JOEY JACKSON, LEGAL ANALYST: Sure. What happens is is that the guilty verdict in terms of the mental illness, jurors think that's a compromise verdict, though it's widely understood that it is. It's actually a conviction. And it's sort of the compromise because when you're found to be insane, that's a determination you didn't know right from wrong. When they say you're mentally ill, it's that you're laboring under an impairment of mood and judgment that you committed an act. Therefore, the guilty verdict as to the murder, he'll be sentenced and incarcerated in an actual jail as opposed to if he was found insane, he would go to a mental institution then released when he was deemed to be fit.
So it's a big win for the prosecution to have gotten the guilty conviction even though he was deemed to be mentally - -
BALDWIN: Mentally ill.
JACKSON: Yes, mentally ill. On the second issue, dealing with the gun, what happens is is under the law he possessed a gun. As a result of the possession of a gun, the jury had to make a determination whether he possessed it during the commission of a felony. They made the determination. There was nothing to do with mental illness. Therefore he's guilty as to both counts.
BALDWIN: There are all these allegations of this alleged love triangle and the widow of the man killed. Might she face charges?
I do want to move along to this next trial, this polo mogul adopts his girlfriend to protect his assets just before his DUI manslaughter trial. He is John Goodman, he is in court today accused of drinking while driving his $200,000 Bentley which crashed into another car. The driver, a 23-year-old recent college grad, died. Goodman's girlfriend, now his adopted daughter, took to the stand. Here's what she said.
(BEGIN VIDEO CLIP)
UNIDENTIFIED FEMALE: When was it that you first met him?

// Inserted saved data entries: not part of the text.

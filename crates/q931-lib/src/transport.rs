use core::fmt;

use crate::error::TransportErr;

/// Index of an interface within a `Q931Lib`
pub type IntfId = usize;

/// TEI of the point-to-point data link of an interface
pub const TEI_P2P: u8 = 0;
/// Group TEI; frames to it go out as broadcast UI frames
pub const TEI_BROADCAST: u8 = 127;

/// Data link connection, identified by interface and TEI
#[derive(Debug, Clone, Copy, PartialEq, Eq, Hash, PartialOrd, Ord)]
pub struct DlcId {
    pub intf: IntfId,
    pub tei: u8,
}

impl DlcId {
    pub fn new(intf: IntfId, tei: u8) -> Self {
        DlcId { intf, tei }
    }

    pub fn broadcast(intf: IntfId) -> Self {
        DlcId { intf, tei: TEI_BROADCAST }
    }

    pub fn is_broadcast(&self) -> bool {
        self.tei == TEI_BROADCAST
    }
}

impl fmt::Display for DlcId {
    fn fmt(&self, f: &mut fmt::Formatter<'_>) -> fmt::Result {
        write!(f, "{}:{}", self.intf, self.tei)
    }
}

/// Outcome of a data link establishment request
#[derive(Debug, Clone, Copy, PartialEq, Eq)]
pub enum ConnectStatus {
    Connected,
    /// Establishment in progress; `Q931Lib::dlc_established` follows
    Pending,
}

/// LAPD service the host provides to the stack
pub trait Q931Transport {
    /// Send one frame on an established link, or as a broadcast UI frame when `dlc` is the broadcast TEI
    fn send_frame(&mut self, dlc: DlcId, frame: &[u8]) -> Result<(), TransportErr>;

    /// Request establishment of a link
    fn connect(&mut self, dlc: DlcId) -> Result<ConnectStatus, TransportErr>;

    /// Release a link
    fn disconnect(&mut self, dlc: DlcId) -> Result<(), TransportErr>;
}
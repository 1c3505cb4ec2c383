use std::sync::atomic::{AtomicBool, Ordering};
use std::time::{Duration, Instant};

use crossbeam_channel::{Receiver, Sender};

use q931_config::IntfConfig;
use q931_ies::Ie;
use q931_ies::enums::user_info_layer1::UserInfoLayer1;
use q931_ies::fields::party_number::PartyNumber;
use q931_ies::ies::{BearerCapability, CalledPartyNumber};
use q931_ies::message::Ies;
use q931_lib::{CallId, DlcId, IntfId, Q931Error, Q931Indication, Q931Lib, TEI_P2P};

use crate::console::Command;
use crate::wire::{Side, WireEnd, WireEvent};

/// TEI the terminal on a multipoint bus answers from
const TERMINAL_TEI: u8 = 64;
/// Upper bound on a main loop wait, so ctrl-c is noticed
const POLL_INTERVAL: Duration = Duration::from_millis(250);
/// How long clearing may take on shutdown
const SHUTDOWN_GRACE: Duration = Duration::from_secs(10);

/// One interface with its own library instance
pub struct End {
    pub name: String,
    pub side: Side,
    pub lib: Q931Lib,
    pub intf: IntfId,
    is_nt: bool,
}

impl End {
    fn new(side: Side, config: IntfConfig, wire: Sender<WireEvent>) -> Result<Self, Q931Error> {
        let name = config.name.clone();
        let is_nt = config.role.is_nt();
        let mut lib = Q931Lib::new(Box::new(WireEnd::new(side, wire)));
        let intf = lib.open_interface(config)?;
        Ok(Self { name, side, lib, intf, is_nt })
    }

    /// Link on which frames from the other side arrive
    fn peer_dlc(&self) -> DlcId {
        let multipoint = self.lib.interface(self.intf).is_some_and(|i| i.is_nt_multipoint());
        DlcId::new(self.intf, if multipoint { TERMINAL_TEI } else { TEI_P2P })
    }

    fn call_ids(&self) -> Vec<CallId> {
        self.lib.calls().map(|c| c.id).collect()
    }

    /// Answers incoming calls and completes clearing the peer started
    fn handle(&mut self, ind: Q931Indication) {
        tracing::info!("{}: {:?}", self.name, ind);
        let res = match ind {
            Q931Indication::Setup { call, .. } => self
                .lib
                .alerting_request(call, Ies::new())
                .and_then(|_| self.lib.setup_response(call, Ies::new())),
            Q931Indication::SetupConfirm { call, .. } if self.is_nt => self.lib.setup_complete_request(call, Ies::new()),
            Q931Indication::Disconnect { call, .. } => self.lib.release_request(call, Ies::new()),
            Q931Indication::Restart { intf, .. } => self.lib.restart_response(intf),
            _ => Ok(()),
        };
        if let Err(e) = res {
            tracing::warn!("{}: {}", self.name, e);
        }
    }

    fn hangup(&mut self) {
        for call in self.call_ids() {
            if let Err(e) = self.lib.disconnect_request(call, Ies::new()) {
                tracing::warn!("{}: hangup of call {}: {}", self.name, call, e);
            }
        }
    }
}

/// Two interfaces of opposite roles wired back to back
pub struct Switch {
    pub a: End,
    pub b: End,
}

impl Switch {
    pub fn new(a: IntfConfig, b: IntfConfig, wire: Sender<WireEvent>) -> Result<Self, Q931Error> {
        Ok(Self {
            a: End::new(Side::A, a, wire.clone())?,
            b: End::new(Side::B, b, wire)?,
        })
    }

    fn end_mut(&mut self, side: Side) -> &mut End {
        match side {
            Side::A => &mut self.a,
            Side::B => &mut self.b,
        }
    }

    pub fn active_calls_cnt(&self) -> usize {
        self.a.lib.active_calls_cnt() + self.b.lib.active_calls_cnt()
    }

    /// Runs until `running` is cleared or the console asks to exit, then clears all calls
    pub fn run(&mut self, commands: &Receiver<Command>, wire: &Receiver<WireEvent>, running: &AtomicBool) {
        let mut commands = commands.clone();
        let mut closing_since: Option<Instant> = None;

        loop {
            if !running.load(Ordering::SeqCst) && closing_since.is_none() {
                tracing::info!("shutting down, clearing {} calls", self.active_calls_cnt());
                self.a.hangup();
                self.b.hangup();
                self.settle(wire);
                closing_since = Some(Instant::now());
            }
            if let Some(since) = closing_since {
                if self.active_calls_cnt() == 0 {
                    break;
                }
                if since.elapsed() > SHUTDOWN_GRACE {
                    tracing::warn!("{} calls still present at shutdown", self.active_calls_cnt());
                    break;
                }
            }

            crossbeam_channel::select! {
                recv(commands) -> cmd => match cmd {
                    Ok(Command::Exit) => running.store(false, Ordering::SeqCst),
                    Ok(cmd) => self.execute(cmd),
                    Err(_) => {
                        commands = crossbeam_channel::never();
                        running.store(false, Ordering::SeqCst);
                    }
                },
                recv(wire) -> ev => if let Ok(ev) = ev {
                    self.deliver(ev);
                },
                default(self.next_wait()) => {}
            }

            self.a.lib.run_timers();
            self.b.lib.run_timers();
            self.settle(wire);
        }
    }

    fn next_wait(&self) -> Duration {
        let next = [self.a.lib.next_timer(), self.b.lib.next_timer()].into_iter().flatten().min();
        match next {
            Some(t) => Duration::from_micros(t.max(0) as u64).min(POLL_INTERVAL),
            None => POLL_INTERVAL,
        }
    }

    pub fn execute(&mut self, cmd: Command) {
        match cmd {
            Command::Dial(digits) => {
                let ies = Ies::new()
                    .with(Ie::BearerCapability(BearerCapability::speech(UserInfoLayer1::G711Alaw)))
                    .with(Ie::CalledPartyNumber(CalledPartyNumber(PartyNumber::unknown(&digits))));
                match self.a.lib.setup_request(self.a.intf, ies) {
                    Ok(call) => tracing::info!("{}: dialing {} on call {}", self.a.name, digits, call),
                    Err(e) => tracing::warn!("{}: dialing {} failed: {}", self.a.name, digits, e),
                }
            }
            Command::Hangup => self.a.hangup(),
            Command::Calls => {
                for end in [&self.a, &self.b] {
                    for c in end.lib.calls() {
                        println!("{} call {} {:?} channels {}", end.name, c.id, c.state, c.channels);
                    }
                }
            }
            Command::Exit => {}
        }
    }

    /// Hands a frame or link release to the other side
    pub fn deliver(&mut self, ev: WireEvent) {
        match ev {
            WireEvent::Frame { from, frame, .. } => {
                let to = self.end_mut(from.peer());
                let dlc = to.peer_dlc();
                to.lib.receive(dlc, &frame);
            }
            WireEvent::Released { from, .. } => {
                let to = self.end_mut(from.peer());
                let dlc = to.peer_dlc();
                to.lib.dlc_released(dlc);
            }
        }
    }

    /// Moves frames and handles indications until both sides are quiet
    pub fn settle(&mut self, wire: &Receiver<WireEvent>) {
        loop {
            let mut busy = false;
            while let Ok(ev) = wire.try_recv() {
                self.deliver(ev);
                busy = true;
            }
            for end in [&mut self.a, &mut self.b] {
                while let Some(ind) = end.lib.next_indication() {
                    end.handle(ind);
                    busy = true;
                }
            }
            if !busy {
                break;
            }
        }
    }
}

#[cfg(test)]
mod tests {
    use super::*;
    use q931_config::{IntfType, Role};
    use q931_core::debug;
    use q931_ies::enums::call_state_value::CallStateValue;
    use q931_lib::Chanset;

    fn switch(intf_type: IntfType) -> (Switch, Receiver<WireEvent>) {
        let (tx, rx) = crossbeam_channel::unbounded();
        let a = IntfConfig::new("A", Role::Nt, intf_type);
        let b = IntfConfig::new("B", Role::Te, intf_type);
        (Switch::new(a, b, tx).unwrap(), rx)
    }

    #[test]
    fn test_dialed_call_is_answered_and_hung_up() {
        debug::setup_logging_verbose();
        let (mut sw, wire) = switch(IntfType::BraPointToPoint);

        sw.execute(Command::Dial("100".to_string()));
        sw.settle(&wire);
        assert_eq!(sw.a.lib.calls().map(|c| c.state).collect::<Vec<_>>(), vec![CallStateValue::Active]);
        assert_eq!(sw.b.lib.calls().map(|c| c.state).collect::<Vec<_>>(), vec![CallStateValue::Active]);

        sw.execute(Command::Hangup);
        sw.settle(&wire);
        assert_eq!(sw.active_calls_cnt(), 0);
    }

    #[test]
    fn test_multipoint_bus_answers_from_terminal_tei() {
        debug::setup_logging_verbose();
        let (mut sw, wire) = switch(IntfType::BraMultipoint);

        sw.execute(Command::Dial("100".to_string()));
        sw.settle(&wire);
        let call = sw.a.lib.calls().next().unwrap();
        assert_eq!(call.state, CallStateValue::Active);
        assert_eq!(call.selected_ces, Some(TERMINAL_TEI));
    }

    #[test]
    fn test_restart_from_network_is_acknowledged() {
        debug::setup_logging_verbose();
        let (mut sw, wire) = switch(IntfType::BraPointToPoint);

        sw.a.lib.restart_request(sw.a.intf, Chanset::new()).unwrap();
        sw.settle(&wire);
        for end in [&sw.a, &sw.b] {
            assert_eq!(end.lib.interface(end.intf).map(|i| i.global_call.state), Some(CallStateValue::Null));
            assert!(end.lib.interface(end.intf).and_then(|i| i.global_call.peer_restart.as_ref()).is_none());
        }
        assert_eq!(sw.a.lib.next_timer(), None);
        assert_eq!(sw.b.lib.next_timer(), None);
    }
}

HEATHER COLBY HUTCHINS, JOHN GOODMAN'S GIRLFRIEND: January of 2009.
FEMALE: Okay, you starred dating when?
HUTCHINS: Then.
FEMALE: At that shortly thereafter?
HUTCHINS: Yes.
FEMALE: When did he become your boyfriend?
HUTCHINS: Shortly after the accident.
FEMALE: That would have been in February of 2010?
HUTCHINS: Somewhere around there.
FEMALE: Did you receive a call from Mr. Goodman at approximately 1:52 a.m. on February 12?
HUTCHINS: Yes.
FEMALE: And were you asleep when you received the call?
HUTCHINS: Yes.
FEMALE: And you answered the phone?
HUTCHINS: Yes.
FEMALE: And it was Mr. Goodman?
HUTCHINS: Correct.
FEMALE: And what did he tell you?
HUTCHINS: He said that he had been in an accident and he wanted me to call Carlos to come help him and to give Carlos the number that he was calling from.
UNIDENTIFIED MALE: He called you about I think we've established about 1:52 in the morning.
HUTCHINS: Uh-huh.
MALE: Is it fair to say your number is the only number he knows by heart?
HUTCHINS: Yes.
MALE: All the other numbers are in his phone? HUTCHINS: Correct.
MALE: How is it that he knows or has memorized your number?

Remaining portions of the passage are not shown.